Мутационные изменения затрагивают целый ряд генов и приводят как к физиологическим, так и к морфологическим изменениям мутанта, в результате которых могут меняться требования мутанта к питательной среде и к условиям культивирования.

Последовательное воздействие одного или нескольких мутагенных факторов при ступенчатом отборе позволяет постепенно увеличить продуктивность штамма. Например, путем многократного воздействия мутагенами и отбора удалось синтетическую способность продуцента пенициллина гриба Penicillium chrysogenum в течение 40 лет увеличить в 12 тыс. раз.

Недостатками метода индуцированного мутагенеза и последующего ступенчатого отбора являются:

- трудоемкость;

- отсутствие сведений о характере мутаций, т.к. селекционер проводит отбор по конечному результату.

Достижения молекулярной генетики позволили ввести в практику целенаправленные методы отбора продуцентов – по их устойчивости к структурным аналогам целевого продукта. Любое генетическое изменение в первую очередь затрагивает деятельность ферментов клетки. Данный метод основан на регуляции ферментов по принципу обратной связи конечным продуктом биосинтетического пути (рис. 43). Повышение концентрации метаболита ингибирует активность фермента, участвующего в синтезе метаболита, или репрессирует синтез этого фермента.

Рис. 43. Негативная регуляция биосинтетического пути конечным продуктом:

A, B, C, D – продукты реакций, катализируемые ферментами Ea, Eb, Ec, Ed

Например, при наличии глюкозы и NH₄⁺ клетки многих бактерий синтезируют все необходимые для жизнедеятельности азотсодержащие соединения.
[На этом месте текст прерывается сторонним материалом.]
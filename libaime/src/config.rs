// libaime/src/config.rs

//! Runtime configuration for the chip link and the host engine. Values
//! are held in memory only; persisting them is the platform's concern.

use std::time::Duration;

use crate::constants::{HOST_FRAME_TIMEOUT_US, PN532_I2C_ADDRESS};
use crate::types::BaudMode;
use crate::utils::{RetryPolicy, us};

/// Bus multiplexer channel the reader chip sits on.
pub const DEFAULT_CHIP_CHANNEL: u8 = 5;

/// Per-byte allowance for a single bus transfer (1 ms).
pub const DEFAULT_IO_TIMEOUT_PER_BYTE: Duration = Duration::from_millis(1);

#[derive(Debug, Clone, Copy, PartialEq, Eq)]
#[cfg_attr(feature = "serde", derive(serde::Serialize, serde::Deserialize))]
pub struct ChipConfig {
    /// 7-bit bus address
    pub address: u8,
    /// Multiplexer channel selected before every chip interaction
    pub channel: u8,
    /// Status polling before every read
    pub ready: RetryPolicy,
    /// A transfer of n bytes may take n times this long
    pub io_timeout_per_byte: Duration,
}

impl ChipConfig {
    /// Time budget for a transfer of `len` bytes.
    pub fn io_timeout(&self, len: usize) -> Duration {
        self.io_timeout_per_byte
            .saturating_mul(u32::try_from(len.max(1)).unwrap_or(u32::MAX))
    }
}

impl Default for ChipConfig {
    fn default() -> Self {
        Self {
            address: PN532_I2C_ADDRESS,
            channel: DEFAULT_CHIP_CHANNEL,
            ready: RetryPolicy::default(),
            io_timeout_per_byte: DEFAULT_IO_TIMEOUT_PER_BYTE,
        }
    }
}

#[derive(Debug, Clone, Copy, PartialEq, Eq)]
#[cfg_attr(feature = "serde", derive(serde::Serialize, serde::Deserialize))]
pub struct EngineConfig {
    /// Selects which canned identity strings are reported
    pub baud_mode: BaudMode,
    /// A frame must complete this long after its sync byte
    pub frame_timeout: Duration,
}

impl Default for EngineConfig {
    fn default() -> Self {
        Self {
            baud_mode: BaudMode::Standard,
            frame_timeout: us(HOST_FRAME_TIMEOUT_US),
        }
    }
}
use crate::types::{KeySlot, MifareKey};

/// The two MIFARE keys the host has set. Held in memory only.
#[derive(Debug, Clone, Copy, Default, PartialEq, Eq)]
pub struct KeySet {
    a: MifareKey,
    b: MifareKey,
}

impl KeySet {
    pub fn new() -> Self {
        Self::default()
    }

    pub fn set(&mut self, slot: KeySlot, key: MifareKey) {
        match slot {
            KeySlot::A => self.a = key,
            KeySlot::B => self.b = key,
        }
    }

    pub fn get(&self, slot: KeySlot) -> &MifareKey {
        match slot {
            KeySlot::A => &self.a,
            KeySlot::B => &self.b,
        }
    }
}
Если в среду добавить какую-либо аминокислоту, то ее синтез прекращается. Такой же эффект вызывают структурные аналоги метаболита, которые не могут функционально заменить метаболит. Так аналог аминокислоты не может войти в состав белка, поэтому в присутствии аналога рост нормальных клеток подавляется в связи с голоданием по целевому продукту. В таких условиях выживают лишь мутантные клетки с нарушенной регуляцией активности и синтеза ферментов. Мутации типов:

- фермент Еа сохранил функциональную активность, но потерял чувствительность к ингибирующему действию конечного продукта или его аналога;

- синтез фермента Еа устойчив к избытку продукта или его аналога

ведет к появлению сверхпродуктов, синтезирующих целевой метаболит в аномально высоких концентрациях.

В тех случаях, когда необходимо добиться накопления промежуточного продукта биосинтетического пути используют мутанты, у которых блокирован следующий за интермедиатом этап синтеза (рис.44).

Рис.44. Блокирование промежуточной реакции биосинтетического пути с целью получения сверхпродуцента

Такой мутант ауксотрофен, т.е. растет только при добавлении в среду культивирования вещества, служащего продуктом блокированной реакции. Однако возможны компенсирующие мутации, ведущие к активации альтернативных путей синтеза недостающих соединений. Таким образом, этот путь селекции основан на переходе от прототрофных к ауксотрофным по определенному соединению штаммам.

Следует отметить, что приоритет селекции в получении «сверхсинтетиков» в настоящее время утрачен в связи с развитием основ и практическим использованием методов генной инженерии в получении продуцентов с заданными свойствами на основе рекомбинации ДНК.